Richard Martinez is getting people talking about sensible gun laws, but don't get your hopes up

By E.B. | WASHINGTON, DC

“DO YOU know what the ‘Hunger Games’ movies are about?” Rush Limbaugh asked his listeners earlier this week. “It’s teenagers killing other teenagers.” Elliot Rodger, the disturbed 22-year-old who went on a shooting rampage last week in California, using three semiautomatic handguns guns he bought legally, was surely no stranger to the thrilling books and Hollywood franchise. His father, Peter Rodger, worked on the films. Indeed, while “everybody on the left” is using the murders to “advance their political agenda, in this case to get rid of the Second Amendment”, Mr Limbaugh smells another smoking gun. “Why not blame Hollywood movies here?”

The debate over the roots of America’s gun violence is sadly predictable. A big, tragic event ensures everyone takes their places and rattles off memorised lines. On one side are the folks who complain (rather convincingly, mind) that America has far too many guns and not enough measures to keep them out of the wrong hands. On the other are those who say the problem isn’t guns but what’s rotting in American culture: fraying families, neglected churches, violent video games, bullying social media and mistreated mental illness. The two sides don’t need to talk to each other, and soon they will go quiet again. Gun violence has claimed more than 4,350 lives since January 1st (and killed or injured 475 children), a fact that is as mundane as it is grim.
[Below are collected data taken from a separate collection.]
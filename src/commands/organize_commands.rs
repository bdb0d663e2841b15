use tokio::sync::mpsc::UnboundedSender;

use crate::data::repository::{self, AuditLogEntry};
use crate::error::AppError;
use crate::models::classification::{ClassificationResult, LinkInput};
use crate::models::folder_node::FolderNode;
use crate::models::organize::{OrganizeProgress, OrganizeSummary, PlacedLink};
use crate::services::bookmark_store::BookmarkStore;
use crate::services::{folder_collector, organize_service};
use crate::state::AppState;

fn audit(state: &AppState, action: &str, summary: &str) {
    if let Ok(conn) = state.db.lock() {
        let _ = repository::insert_audit_log(&conn, action, Some(summary));
    }
}

pub async fn organize_all(
    state: &AppState,
    progress: Option<&UnboundedSender<OrganizeProgress>>,
) -> Result<OrganizeSummary, AppError> {
    let summary = organize_service::organize_all(&state.organize_ctx(progress))
        .await
        .map_err(|e| e.capture())?;
    audit(
        state,
        "organize_all",
        &format!(
            "{} links: {} moved, {} unchanged, {} failed, {} folders removed",
            summary.total, summary.moved, summary.unchanged, summary.failed, summary.removed_folders
        ),
    );
    Ok(summary)
}

pub async fn organize_link(state: &AppState, link_id: &str) -> Result<PlacedLink, AppError> {
    organize_service::organize_link_by_id(&state.organize_ctx(None), link_id)
        .await
        .map_err(|e| e.capture())
}

pub async fn add_link(state: &AppState, url: &str, title: &str) -> Result<PlacedLink, AppError> {
    if url.trim().is_empty() {
        return Err(AppError::General("url is empty".to_string()));
    }
    let placed = organize_service::add_link(&state.organize_ctx(None), url.trim(), title.trim())
        .await
        .map_err(|e| e.capture())?;
    audit(
        state,
        "add_link",
        &format!("{url} -> {}", placed.folder_path.join("/")),
    );
    Ok(placed)
}

/// Classification only; nothing in the store changes.
pub async fn classify_preview(
    state: &AppState,
    url: &str,
    title: &str,
) -> Result<ClassificationResult, AppError> {
    organize_service::classify_link(&state.organize_ctx(None), &LinkInput::new(url, title))
        .await
        .map_err(|e| e.capture())
}

pub async fn cleanup(state: &AppState) -> Result<usize, AppError> {
    let removed = folder_collector::collect(&state.store)
        .await
        .map_err(|e| e.capture())?;
    audit(state, "cleanup", &format!("{removed} empty folders removed"));
    Ok(removed)
}

pub async fn get_tree(state: &AppState) -> Result<FolderNode, AppError> {
    state.store.get_full_tree().await
}

pub fn get_audit_log(state: &AppState, limit: usize) -> Result<Vec<AuditLogEntry>, AppError> {
    let conn = state.db.lock()?;
    repository::get_audit_log(&conn, limit)
}

#[cfg(test)]
mod tests {
    use super::*;
    use crate::config::TaxonomyConfig;
    use crate::data::Database;
    use crate::models::folder_node::MENU_ID;

    fn state() -> AppState {
        AppState::with_database(Database::open_in_memory().unwrap(), TaxonomyConfig::default())
            .unwrap()
    }

    #[tokio::test]
    async fn cleanup_records_audit_entry() {
        let state = state();
        state.store.create_folder(MENU_ID, "Empty").await.unwrap();

        assert_eq!(cleanup(&state).await.unwrap(), 1);
        let log = get_audit_log(&state, 5).unwrap();
        assert_eq!(log[0].action, "cleanup");
        assert_eq!(log[0].summary.as_deref(), Some("1 empty folders removed"));
    }

    #[tokio::test]
    async fn add_link_rejects_blank_url() {
        let state = state();
        let err = add_link(&state, "  ", "Nothing").await.unwrap_err();
        assert!(matches!(err, AppError::General(_)));
    }
}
There was a time after the shootings in Newtown in 2012 when it seemed like an actual conversation was taking place. Americans began weighing the government’s obligation to protect the rights of gun owners against its duty to protect the lives of its citizens, particularly the very young. Though many legislators were reluctant to introduce new restrictions, most seemed to recognise the merits of tightening the ones that already exist, such as more thorough background checks for gun buyers, with better screening for those with mental illness. But within a year, the push for reform went slack. The National Rifle Association drew fire; politicians cowered; and many Americans soldiered on, chastened, disillusioned and resigned. (For an autopsy of what happened—and a case for why gun control is doomed—read this excellent piece from Lexington.) Americans are learning to live with gun massacres.

Yet the gun-control cause has a potently tragic new recruit. “We don’t have to live like this,” declared Richard Martinez on May 24th, the day after Rodger murdered his 20-year-old son, Christopher. “Too many have died. We should say to ourselves, not one more.” In a searing 80-second speech (which is worth watching), his face flushed, eyes wet with grief, he lambasted “craven, irresponsible politicians, and the NRA” for enabling his son’s death. “They talk about gun rights; what about Chris’s right to live?”

Mr Martinez has vowed to fight for more responsible gun laws. He is a powerful spokesman. As a military police officer in the army before becoming a criminal-defense lawyer, he says he understands guns. “I have friends who are in the NRA. I grew up on a farm. I hunted. I killed animals,” Mr Martinez told the Washington Post. “But assault rifles and semiautomatic weapons? There is no need for those except in war.” He has said he will meet the parents of the boy who killed his son. “If I can meet and find common ground with (dad Peter Rodger), why the f--- can’t the Democrats and Republicans in Congress do the same?”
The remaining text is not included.